= Jungle chip =

Type of integrated circuit

A CRT TV with green OSD menus

A jungle chip, or jungle IC, is an integrated circuit (IC or "chip") found in many analog televisions from the late 1970s and becoming standard by the early 1990s. It takes a composite video signal from the radio frequency receiver electronics and turns it into separate RGB outputs that can be sent to the cathode ray tube (CRT) to produce a display. The jungle IC replaced numerous discrete analog circuits used in earlier televisions, greatly reducing cost, size, and complexity of sets.

Early jungle chips appeared in the 1970s. These were entirely analog devices, which decoded the original signal into RGB and did little else.

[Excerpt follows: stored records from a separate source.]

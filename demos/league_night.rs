//! A line-driven scoreboard for several bowlers.
//!
//! Reads commands from standard input and prints the board after each one:
//!
//! ```text
//! name <player> <name>          rename a bowler (players count from 1)
//! throw <player> <slot> <pins>  enter a throw (slots count from 1)
//! reset <frames> [strike]       start a new game
//! json                          print the board as JSON
//! quit
//! ```
//!
//! ```text
//! printf 'name 1 Ana\nthrow 1 1 10\nthrow 1 3 7\nthrow 1 4 3\n' | cargo run --example league_night -- -p 2
//! ```

use std::io::{self, BufRead, Write};

use clap::Parser;
use tenpin_tally::{GameConfig, PlayerHandle, Scoreboard, ScoreboardBuilder, TallyError};

#[derive(Parser)]
struct Opt {
    /// Number of bowlers.
    #[arg(short = 'p', long, default_value_t = 2)]
    num_players: usize,
    /// Number of frames per game.
    #[arg(short, long, default_value_t = 10)]
    frames: usize,
    /// Show debug logs, including every repair.
    #[arg(short, long)]
    verbose: bool,
}

enum Command {
    Name(PlayerHandle, String),
    Throw(PlayerHandle, usize, String),
    Reset(GameConfig),
    Json,
    Quit,
}

fn parse_index(token: Option<&str>) -> Option<usize> {
    token?.parse::<usize>().ok()?.checked_sub(1)
}

fn parse_command(line: &str) -> Option<Command> {
    let mut tokens = line.split_whitespace();
    match tokens.next()? {
        "name" => {
            let player = PlayerHandle::new(parse_index(tokens.next())?);
            let name = tokens.collect::<Vec<_>>().join(" ");
            Some(Command::Name(player, name))
        }
        "throw" => {
            let player = PlayerHandle::new(parse_index(tokens.next())?);
            let slot = parse_index(tokens.next())?;
            let raw = tokens.next().unwrap_or_default().to_owned();
            Some(Command::Throw(player, slot, raw))
        }
        "reset" => {
            let frames = tokens.next()?.parse().ok()?;
            let strike = tokens.next().map_or(Some(10), |t| t.parse().ok())?;
            Some(Command::Reset(GameConfig {
                frame_count: frames,
                strike_value: strike,
            }))
        }
        "json" => Some(Command::Json),
        "quit" | "exit" => Some(Command::Quit),
        _ => None,
    }
}

fn apply(board: &mut Scoreboard, command: Command) -> Result<(), TallyError> {
    match command {
        Command::Name(player, name) => board.rename(player, name),
        Command::Throw(player, slot, raw) => {
            for repair in board.record_raw(player, slot, &raw)? {
                println!("  repaired {repair}");
            }
            Ok(())
        }
        Command::Reset(config) => board.reset(config),
        Command::Json | Command::Quit => Ok(()),
    }
}

fn print_board(board: &Scoreboard) {
    for card in board.score_cards() {
        println!("{card}");
    }
}

fn main() -> Result<(), Box<dyn std::error::Error>> {
    let opt = Opt::parse();

    // configure logging: output Tenpin Tally logs to standard error
    tracing::subscriber::set_global_default(
        tracing_subscriber::FmtSubscriber::builder()
            .with_max_level(if opt.verbose {
                tracing::Level::DEBUG
            } else {
                tracing::Level::INFO
            })
            .with_writer(io::stderr)
            .finish(),
    )?;

    let mut board = ScoreboardBuilder::new()
        .with_num_players(opt.num_players)
        .with_game_config(GameConfig::short_game(opt.frames)?)
        .build()?;
    print_board(&board);

    let stdin = io::stdin();
    for line in stdin.lock().lines() {
        let line = line?;
        if line.trim().is_empty() {
            continue;
        }
        let Some(command) = parse_command(&line) else {
            eprintln!("unrecognised command: {line}");
            continue;
        };
        match command {
            Command::Quit => break,
            Command::Json => println!("{}", serde_json::to_string(&board.score_cards())?),
            command => match apply(&mut board, command) {
                Ok(()) => print_board(&board),
                Err(err) => eprintln!("{err}"),
            },
        }
        io::stdout().flush()?;
    }

    Ok(())
}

Later versions normally included a second set of inputs in RGB format that were used to overlay on-screen display (OSD) imagery. These would be connected to a microcontroller that would be included to handle operations like tuning, sleep mode and running the remote control. A separate input called "blanking" switched the jungle outputs between the two inputs on the fly. This was normally triggered at a fixed location on the screen, creating rectangular areas with the digital data overlaying the television signal. This was used for on-screen channel displays, closed captioning support, and similar duties.

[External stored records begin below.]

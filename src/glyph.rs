//! Score-sheet notation.
//!
//! Every throw slot renders to one [`Glyph`] following conventional bowling
//! notation:
//!
//! | Situation | First throw on a rack | Later throw on a rack |
//! |-----------|-----------------------|-----------------------|
//! | all pins down | `X` | `/` |
//! | no pins down | `G` | `-` |
//! | otherwise | the number | the number |
//! | unrecorded | blank | blank |
//!
//! A slot is a "first throw on a rack" when it opens a frame. In the last
//! frame, a first-throw strike makes the two slots after it first throws too.
//! Every other slot is read against the slot before it.

use serde::{Serialize, Serializer};

use crate::{GameConfig, Pins, ThrowSequence};

/// Display symbol for a single throw slot.
#[derive(Debug, Clone, Copy, PartialEq, Eq, Hash, Default)]
pub enum Glyph {
    /// Unrecorded slot.
    #[default]
    Blank,
    /// `X`: all pins on a fresh rack.
    Strike,
    /// `/`: the rest of the pins on the second throw.
    Spare,
    /// `G`: no pins on a fresh rack.
    Gutter,
    /// `-`: no pins on the second throw.
    Miss,
    /// Any other pin count.
    Pins(Pins),
}

impl std::fmt::Display for Glyph {
    fn fmt(&self, f: &mut std::fmt::Formatter<'_>) -> std::fmt::Result {
        match self {
            Self::Blank => Ok(()),
            Self::Strike => f.write_str("X"),
            Self::Spare => f.write_str("/"),
            Self::Gutter => f.write_str("G"),
            Self::Miss => f.write_str("-"),
            Self::Pins(pins) => write!(f, "{pins}"),
        }
    }
}

impl Serialize for Glyph {
    fn serialize<S: Serializer>(&self, serializer: S) -> Result<S::Ok, S::Error> {
        serializer.collect_str(self)
    }
}

/// Renders the glyph for `slot`.
///
/// Slots outside the sequence render blank.
///
/// # Example
///
/// ```
/// use tenpin_tally::{glyph, GameConfig, Glyph, ThrowSequence};
///
/// let config = GameConfig::tenpin();
/// let throws = ThrowSequence::from_throws(&config, [0, 10, 7, 0]);
///
/// assert_eq!(glyph(&throws, &config, 0), Glyph::Gutter);
/// assert_eq!(glyph(&throws, &config, 1), Glyph::Spare);
/// assert_eq!(glyph(&throws, &config, 2).to_string(), "7");
/// assert_eq!(glyph(&throws, &config, 3).to_string(), "-");
/// ```
#[must_use]
pub fn glyph(throws: &ThrowSequence, config: &GameConfig, slot: usize) -> Glyph {
    let Some(pins) = throws.pins(slot) else {
        return Glyph::Blank;
    };
    let strike = config.strike_value;

    if opens_rack(throws, config, slot) {
        if pins >= strike {
            Glyph::Strike
        } else if pins == 0 {
            Glyph::Gutter
        } else {
            Glyph::Pins(pins)
        }
    } else {
        let previous = slot.checked_sub(1).and_then(|s| throws.pins(s));
        if previous.is_some_and(|prev| prev.saturating_add(pins) >= strike) {
            Glyph::Spare
        } else if pins == 0 {
            Glyph::Miss
        } else {
            Glyph::Pins(pins)
        }
    }
}

/// Renders every slot of `throws`.
#[must_use]
pub fn glyphs(throws: &ThrowSequence, config: &GameConfig) -> Vec<Glyph> {
    (0..throws.len())
        .map(|slot| glyph(throws, config, slot))
        .collect()
}

/// Returns `true` if `slot` is rendered as a first throw on a rack.
///
/// Outside the last frame that is the first slot of each frame. In the last
/// frame, the second slot and the bonus slot both open a rack when the
/// frame's first throw was a strike; otherwise they are judged against the
/// slot before them.
#[must_use]
pub fn opens_rack(throws: &ThrowSequence, config: &GameConfig, slot: usize) -> bool {
    let start = config.last_frame_start();
    if slot <= start {
        return slot % 2 == 0;
    }
    if slot > config.bonus_slot() {
        return false;
    }
    throws
        .pins(start)
        .is_some_and(|pins| pins >= config.strike_value)
}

Examples of jungle chips include the Motorola MC65585 / MC44002, Philips TDA6361 and Sony CXA1870.

== Use in modifications ==
It's common for old computers and video game consoles to output RGB video signals at the same refresh rate and horizontal scan rate as consumer televisions use, however, not all televisions have connectors that can accept those signals. This is particularly an issue in countries where there was no common video connector (such as the European SCART connector) capable of carrying RGB signals.

A common modification takes advantage of the Jungle IC's RGB input pins by wiring them directly to an added external connector, then triggering the blanking signal to toggle the on screen display. By doing so, the television behaves as an RGB monitor, replacing the in-television on-screen display with the signal from the user's device. This provides a much more colorful and bright display, at the expense of the on screen display no longer being visible. Picture synchronization is provided by an ordinary composite video signal, which is sent into the original signal input.